Gift will help students find their calling

Each term, the Center for Vocational Reflection facilitates a pilgrimage day hike for students.

GREENVILLE, S.C.—Furman University officials announced today that John and Jeanette Cothran of Greenville are providing a major gift to support the university’s Center for Vocational Reflection.

The center, which helps students explore and discover their calling in life, will now be named the John and Jeanette Cothran Center for Vocational Reflection.

According to Mike Gatchell, Furman’s vice president for development, the Cothrans’ substantial commitment, when added to funding from other donors, will ultimately ensure a $3 million endowment for the program.

“The Center for Vocational Reflection is one of the university’s most valuable programs, and this generous pledge ensures that Furman students will continue exploring opportunities in life that mean the most to them,” said Carl Kohrt, Furman’s interim president. “Exploring life’s meaning is at the heart of a liberal arts education, and we are deeply grateful to John and Jeanette Cothran for their efforts to support that important mission.”

Established in 2001 through a grant from the Lilly Endowment, the Center for Vocational Reflection serves Furman students, faculty and alumni with an interest in faith and vocation.  The center also provides resources for the Greenville community through annual public lectures and other events.

“The college years are critically formative years in the life of a student,” said John and Jeanette Cothran.  “It is a time when values and personal identity are fleshed out, strengthened or, in some cases, dramatically changed.  Providing students with the environment and the tools to enable them to critically and fully examine key life questions is as important, if not more so, than any academic course they might choose to pursue.  Our goal is to make sure these opportunities are always available to assist students in dealing with the vitally important issues that will enable them to find their true calling in life.”

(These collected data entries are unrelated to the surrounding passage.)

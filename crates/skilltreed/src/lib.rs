//! SkillTree daemon library - exposes modules for testing.

pub mod catalog;
pub mod config;
pub mod routes;
pub mod server;
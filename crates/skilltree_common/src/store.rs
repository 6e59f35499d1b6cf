//! SQLite-backed award ledger.
//!
//! Holds the accounts, course catalog, completion facts, derived course
//! progress, and the append-only award log. Every XP grant runs as one
//! transaction: a unique-constrained insert into `completions` decides
//! whether the grant happens at all, and the XP increment is a single
//! `UPDATE ... RETURNING` so concurrent awards never lose an update.

use chrono::Utc;
use rusqlite::{params, Connection, OptionalExtension, Transaction};
use std::path::{Path, PathBuf};
use std::sync::{Arc, Mutex};
use tracing::{debug, info};

use crate::error::{LedgerError, Result};
use crate::progression::{self, rank_for_level, Rank};
use crate::types::{
    Account, AccountProgress, ActivityEntry, AwardOutcome, CompletionResponse, CourseStatus,
    CourseSummary, Subject, SubjectKind,
};

/// Fixed XP for a first-time quiz completion.
pub const QUIZ_XP: u32 = 5;
/// Fixed XP for a first-time sandbox challenge completion.
pub const CHALLENGE_XP: u32 = 15;

/// A course to insert into the catalog if it is not there yet.
#[derive(Debug, Clone)]
pub struct CourseSeed {
    pub id: &'static str,
    pub title: &'static str,
    pub description: &'static str,
    pub total_lessons: u32,
    pub xp_reward: u64,
    pub difficulty: &'static str,
    pub category: &'static str,
}

struct CourseRow {
    total_lessons: u32,
    xp_reward: u64,
}

/// Ledger store backed by SQLite.
#[derive(Clone)]
pub struct LedgerStore {
    conn: Arc<Mutex<Connection>>,
    db_path: PathBuf,
}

In addition to sponsoring a nine-day residential program for incoming freshmen each year, the center offers students the opportunity to participate in mountain retreats, hikes, workshops and an annual retreat to Mepkin Abbey in Moncks Corner. The center also sponsors a number of service-learning projects that involve students and alumni, and more than 100 faculty members from all academic departments have benefitted from a series of year-long seminars designed to explore topics that help professors better discern their vocation as teachers and scholars.

John and Jeanette Cothran are members of Furman’s Heritage Society, and they were founding members of the Partners Program, which provides scholarship aid to Furman students.  They have four sons, two of whom graduated from Furman.

John Cothran, a 1954 Furman graduate and longtime university trustee, has been a leader in real estate development in Greenville for five decades. The retired chair of the Cothran Company, he is past president of the Greenville Board of Realtors and Home Builders Association and has been honored as Realtor of the Year and Homebuilder of the Year.  He is also a member of the South Carolina Housing Hall of Fame.

Cothran has served on the boards of the Greenville Chamber of Commerce, Greenville Jaycees, Habitat for Humanity, Greenville Urban League Community Housing Corporation, and First Union National Bank Advisory Board. He currently serves on the Boards of GBS Lumber, Inc., Hollingsworth Funds, and is chairman of the board of Verdae Development, Inc.

Cothran has a long history of service to Furman.  He has served numerous terms on the Furman Board of Trustees, including a term as chair, and is currently a trustee emeritus.  He is past chair of the Advisory Council and past president of the Paladin Club.  He received the Furman Alumni Service Award in 1992.  He is a longtime member of First Baptist Church of Greenville where he has served in multiple leadership roles, including two terms as chair of the Diaconate.

Jeanette Cothran attended Mars Hill College and graduated from Winthrop in 1956 with a Bachelor of Science degree.  She served as a Meals on Wheels volunteer for 30 years, and is a former director of the James F. Byrnes Foundation.  She is also an active member of First Baptist Church, where she has served as a senior deacon, director of the WMU, and Sunday school director and teacher.

For more information, call Furman’s News and Media Relations office at 864-294-3107 or visit the Center for Vocational Reflection at http://furmanlilly.com/.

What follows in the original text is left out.